5 sinais de que você pode estar perdendo sua identidade

1. Você muda de opinião dependendo de quem está por perto

Se você costuma concordar com tudo apenas para evitar conflitos ou conquistar aprovação, vale a pena refletir. Adaptar a forma de comunicar é diferente de abrir mão dos próprios valores. "A adaptação é saudável. O problema começa quando você deixa de expressar quem é apenas por medo da rejeição", explica Betto.

2. Sua autoestima depende da aprovação dos outros

Curtidas, elogios, reconhecimento profissional ou validação do parceiro passam a determinar seu bem-estar. "Quando a validação vem sempre de fora, a pessoa perde a referência interna sobre seu próprio valor", aponta o especialista.

3. Você já não sabe mais do que realmente gosta

Após anos tentando agradar familiares, parceiros ou colegas de trabalho, algumas pessoas têm dificuldade para responder perguntas simples: qual é meu hobby?
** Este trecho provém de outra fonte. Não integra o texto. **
//! Session management
//!
//! A session owns the translation settings and the Unicode context built
//! from them. Changing the settings builds a fresh context and swaps it in;
//! anyone still holding the previous `Arc` keeps a consistent old copy.
//!
//! Bytes held back between reads live under the same lock as the context,
//! so they are always decoded under the codepage they arrived with.

use std::sync::atomic::{AtomicU64, Ordering};
use std::sync::Arc;

use parking_lot::RwLock;

use termucs_core::context::REPLACEMENT;
use termucs_core::{convert, width, CellWidth, Codepage, UnicodeContext};

use crate::config::TranslationConfig;
use crate::locale::locale_is_utf8;

/// Global session ID counter
static SESSION_ID_COUNTER: AtomicU64 = AtomicU64::new(1);

/// Generate a unique session ID
fn next_session_id() -> u64 {
    SESSION_ID_COUNTER.fetch_add(1, Ordering::SeqCst)
}

struct State {
    translation: TranslationConfig,
    context: Arc<UnicodeContext>,
    /// Bytes of an incomplete sequence left over from the last read
    pending: Vec<u8>,
}

/// Translation state for one terminal session
pub struct Session {
    /// Unique session ID
    pub id: u64,
    state: RwLock<State>,
    utf8_locale: bool,
}

impl Session {
    /// Create a session, detecting the locale from the environment
    pub fn new(translation: &TranslationConfig) -> Self {
        let utf8_locale = translation.utf8_override && locale_is_utf8();
        Self::with_locale(translation, utf8_locale)
    }

    /// Create a session with an explicit locale setting
    pub fn with_locale(translation: &TranslationConfig, utf8_locale: bool) -> Self {
        let id = next_session_id();
        log::debug!("Session {}: utf8 locale = {}", id, utf8_locale);
        Self {
            id,
            state: RwLock::new(build_state(translation)),
            utf8_locale,
        }
    }

    /// Replace the translation settings, rebuilding the context
    ///
    /// Bytes held back by [`feed`](Self::feed) belonged to the old line
    /// codepage and are discarded with it.
    pub fn apply(&self, translation: &TranslationConfig) {
        let state = build_state(translation);
        *self.state.write() = state;
        log::debug!("Session {}: translation settings replaced", self.id);
    }

    /// Current context
    pub fn context(&self) -> Arc<UnicodeContext> {
        Arc::clone(&self.state.read().context)
    }

    /// Current translation settings
    pub fn translation(&self) -> TranslationConfig {
        self.state.read().translation.clone()
    }

    /// Whether the POSIX locale selected UTF-8
    pub fn utf8_locale(&self) -> bool {
        self.utf8_locale
    }

    /// Whether bytes go straight to the font
    pub fn direct_to_font(&self) -> bool {
        self.state.read().context.direct_to_font
    }

    fn ambiguous_wide(&self) -> bool {
        self.state.read().translation.cjk_ambig_wide
    }

    /// Cell width of a code point under this session's settings.
    ///
    /// Direct-to-font bytes always take one cell.
    pub fn width(&self, point: u32) -> CellWidth {
        cell_width(point, self.ambiguous_wide())
    }

    /// Total cell width of a run of code points, `None` if any is a control.
    /// A NUL ends the run.
    pub fn text_width(&self, points: &[u32]) -> Option<usize> {
        let ambiguous_wide = self.ambiguous_wide();
        points
            .iter()
            .take_while(|&&point| point != 0)
            .try_fold(0usize, |total, &point| {
                cell_width(point, ambiguous_wide)
                    .columns()
                    .map(|columns| total + columns)
            })
    }

    /// Decode bytes read from the wire.
    ///
    /// An incomplete multi-byte sequence at the end is held back and
    /// completed by the next call. A byte that can never decode becomes
    /// U+FFFD.
    pub fn feed(&self, bytes: &[u8]) -> Vec<u32> {
        let mut state = self.state.write();
        let codepage = state.context.line_codepage;
        let pending = &mut state.pending;
        pending.extend_from_slice(bytes);

        let mut points = Vec::with_capacity(pending.len());
        let mut start = 0;
        while start < pending.len() {
            let decoded = convert::decode(codepage, &pending[start..]);
            points.extend(decoded.points);
            start += decoded.consumed;

            let rest = &pending[start..];
            if rest.is_empty() {
                break;
            }
            let Some(skip) = invalid_len(codepage, rest) else {
                break;
            };
            log::trace!("Session {}: undecodable byte 0x{:02x}", self.id, rest[0]);
            points.push(REPLACEMENT);
            start += skip;
        }

        pending.drain(..start);
        points
    }

    /// Encode locally typed text for the wire
    pub fn encode_input(&self, text: &str, default_char: Option<u8>) -> Vec<u8> {
        let codepage = self.state.read().context.line_codepage;
        let points: Vec<u32> = text.chars().map(|c| c as u32).collect();
        convert::encode(codepage, &points, default_char)
    }
}

fn build_state(translation: &TranslationConfig) -> State {
    let (context, direct_to_font) = UnicodeContext::build(
        translation.line_codepage(),
        translation.font_charset(),
        translation.vt_mode,
    );
    if direct_to_font {
        log::info!(
            "Line codepage {:?} has no Unicode mapping, using direct-to-font",
            translation.line_codepage
        );
    }
    State {
        translation: translation.clone(),
        context: Arc::new(context),
        pending: Vec::new(),
    }
}

fn cell_width(point: u32, ambiguous_wide: bool) -> CellWidth {
    // The private range overlaps the ambiguous table
    if convert::is_direct_font(point) {
        CellWidth::Narrow
    } else {
        width(point, ambiguous_wide)
    }
}

/// Length of the undecodable sequence at the start of `rest`, or `None`
/// if more input may still complete it
fn invalid_len(codepage: Codepage, rest: &[u8]) -> Option<usize> {
    match codepage {
        Codepage::Utf8 => std::str::from_utf8(rest).err()?.error_len(),
        Codepage::Raw | Codepage::Named(_) => Some(1),
    }
}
O que eu realmente gosto de fazer? Quais sonhos ainda são meus?

"É muito comum atender pessoas que, após o fim de um relacionamento ou uma grande mudança profissional, percebem que viveram durante anos em função das expectativas do outro."

4. Você nunca demonstra fragilidade

No trabalho, nas redes sociais e até dentro de casa, existe uma necessidade constante de parecer forte, bem-sucedido e emocionalmente estável. "Quem acredita que precisa ser perfeito o tempo todo acaba vivendo um personagem. E personagens não conseguem estabelecer conexões verdadeiras."
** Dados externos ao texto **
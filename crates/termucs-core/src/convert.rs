//! Conversion between line bytes and Unicode code points
//!
//! Decoding stops at the first byte that cannot be turned into a complete
//! code point and reports how much input was used, leaving the rest for
//! the caller to re-buffer (for example across a pty read boundary).
//! Encoding never fails outright: unrepresentable points are substituted,
//! dropped or end the conversion depending on the codepage.

use crate::codepage::{Charset, Codepage};

/// Base of the private range used for direct-to-font bytes.
///
/// A byte `b` under the raw codepage decodes to `DIRECT_FONT_BASE | b`.
pub const DIRECT_FONT_BASE: u32 = 0xF000;

/// Tag a raw byte as a direct-to-font code point
pub const fn direct_font(byte: u8) -> u32 {
    DIRECT_FONT_BASE | byte as u32
}

/// Check if a code point is a tagged direct-to-font byte
pub const fn is_direct_font(point: u32) -> bool {
    point & !0xFF == DIRECT_FONT_BASE
}

/// Result of decoding a byte sequence
#[derive(Debug, Clone, Default, PartialEq, Eq)]
pub struct Decoded {
    /// Fully decoded code points
    pub points: Vec<u32>,
    /// Number of input bytes those points came from
    pub consumed: usize,
}

/// Result of encoding into a bounded buffer
#[derive(Debug, Clone, Copy, Default, PartialEq, Eq)]
pub struct Encoded {
    /// Bytes written to the output buffer
    pub written: usize,
    /// Input points consumed, including dropped ones
    pub consumed: usize,
}

/// Decode `bytes` under `codepage`
pub fn decode(codepage: Codepage, bytes: &[u8]) -> Decoded {
    match codepage {
        Codepage::Utf8 => decode_utf8(bytes),
        Codepage::Raw => Decoded {
            points: bytes.iter().map(|&b| direct_font(b)).collect(),
            consumed: bytes.len(),
        },
        Codepage::Named(charset) => decode_charset(charset, bytes),
    }
}

fn decode_utf8(bytes: &[u8]) -> Decoded {
    let valid = bytes.utf8_chunks().next().map_or("", |chunk| chunk.valid());
    if valid.len() < bytes.len() {
        log::trace!("UTF-8 decode stopped at byte {} of {}", valid.len(), bytes.len());
    }
    Decoded {
        points: valid.chars().map(|c| c as u32).collect(),
        consumed: valid.len(),
    }
}

fn decode_charset(charset: Charset, bytes: &[u8]) -> Decoded {
    let mut points = Vec::with_capacity(bytes.len());
    for &byte in bytes {
        match charset.to_unicode(byte) {
            Some(point) => points.push(point),
            None => {
                log::trace!(
                    "{} decode stopped at unassigned byte 0x{:02x}",
                    charset.name(),
                    byte
                );
                break;
            }
        }
    }
    let consumed = points.len();
    Decoded { points, consumed }
}

/// Encode `points` under `codepage` into `out`.
///
/// `default_char` replaces points the codepage cannot represent; without
/// one they are dropped. UTF-8 has no substitution and stops at a
/// surrogate or an out-of-range value. Encoding also stops when `out` is
/// full.
pub fn encode_into(
    codepage: Codepage,
    points: &[u32],
    default_char: Option<u8>,
    out: &mut [u8],
) -> Encoded {
    match codepage {
        Codepage::Utf8 => encode_utf8(points, out),
        Codepage::Raw => encode_bytes(points, default_char, out, |point| {
            is_direct_font(point).then_some((point & 0xFF) as u8)
        }),
        Codepage::Named(charset) => encode_bytes(points, default_char, out, |point| {
            charset.from_unicode(point)
        }),
    }
}

/// Encode `points` under `codepage` into a new buffer, see [`encode_into`]
pub fn encode(codepage: Codepage, points: &[u32], default_char: Option<u8>) -> Vec<u8> {
    let per_point = match codepage {
        Codepage::Utf8 => 4,
        Codepage::Raw | Codepage::Named(_) => 1,
    };
    let mut out = vec![0; points.len() * per_point];
    let encoded = encode_into(codepage, points, default_char, &mut out);
    out.truncate(encoded.written);
    out
}

fn encode_utf8(points: &[u32], out: &mut [u8]) -> Encoded {
    let mut encoded = Encoded::default();
    for &point in points {
        let Some(c) = char::from_u32(point) else {
            break;
        };
        let len = c.len_utf8();
        if encoded.written + len > out.len() {
            break;
        }
        c.encode_utf8(&mut out[encoded.written..]);
        encoded.written += len;
        encoded.consumed += 1;
    }
    encoded
}

fn encode_bytes(
    points: &[u32],
    default_char: Option<u8>,
    out: &mut [u8],
    map: impl Fn(u32) -> Option<u8>,
) -> Encoded {
    let mut encoded = Encoded::default();
    for &point in points {
        if encoded.written == out.len() {
            break;
        }
        if let Some(byte) = map(point).or(default_char) {
            out[encoded.written] = byte;
            encoded.written += 1;
        }
        encoded.consumed += 1;
    }
    encoded
}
5. Mesmo conquistando objetivos, você sente um vazio constante

Esse costuma ser um dos sinais mais importantes. A pessoa alcança metas, recebe reconhecimento e faz tudo o que acreditava que deveria fazer, mas continua com a sensação de que algo está faltando. "Quando a vida inteira é construída para atender expectativas externas, até as conquistas podem parecer vazias, porque pertencem ao personagem, não à pessoa."
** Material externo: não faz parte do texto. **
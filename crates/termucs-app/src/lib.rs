//! termucs-app: Session-side use of the translation layer
//!
//! This crate holds what sits between configuration and the terminal loop:
//! persisted translation settings, per-session ownership of the Unicode
//! context, locale detection and logging setup.

pub mod config;
pub mod locale;
pub mod session;

pub use config::{load_config, save_config, Config, ConfigError, TranslationConfig};
pub use session::Session;

/// Initialise `env_logger`, defaulting to the `info` level.
///
/// Safe to call more than once; later calls are ignored.
pub fn init_logging() {
    let _ = env_logger::Builder::from_env(env_logger::Env::default().default_filter_or("info"))
        .try_init();
}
Para Betto Alves, recuperar a própria identidade não significa abandonar responsabilidades ou deixar de se adaptar aos diferentes ambientes. Significa voltar a reconhecer os próprios valores, limites e desejos antes que eles sejam completamente substituídos pelas expectativas externas.

"O maior risco não é interpretar diferentes papéis ao longo da vida. O maior risco é esquecer quem você é quando o palco esvazia, as telas se desligam e não há mais ninguém para impressionar", finaliza.

 

Betto Alves - neurocientista, psicanalista clínico e sexólogo. Mestre em Administração, com pesquisa sobre Inteligência Emocional, atua há mais de 20 anos com comportamento humano, liderança e desenvolvimento de pessoas. É professor universitário na PUC Paraná e na ESPM, além de ministrar palestras, cursos e mentorias para empresas e cooperativas em todo o Brasil.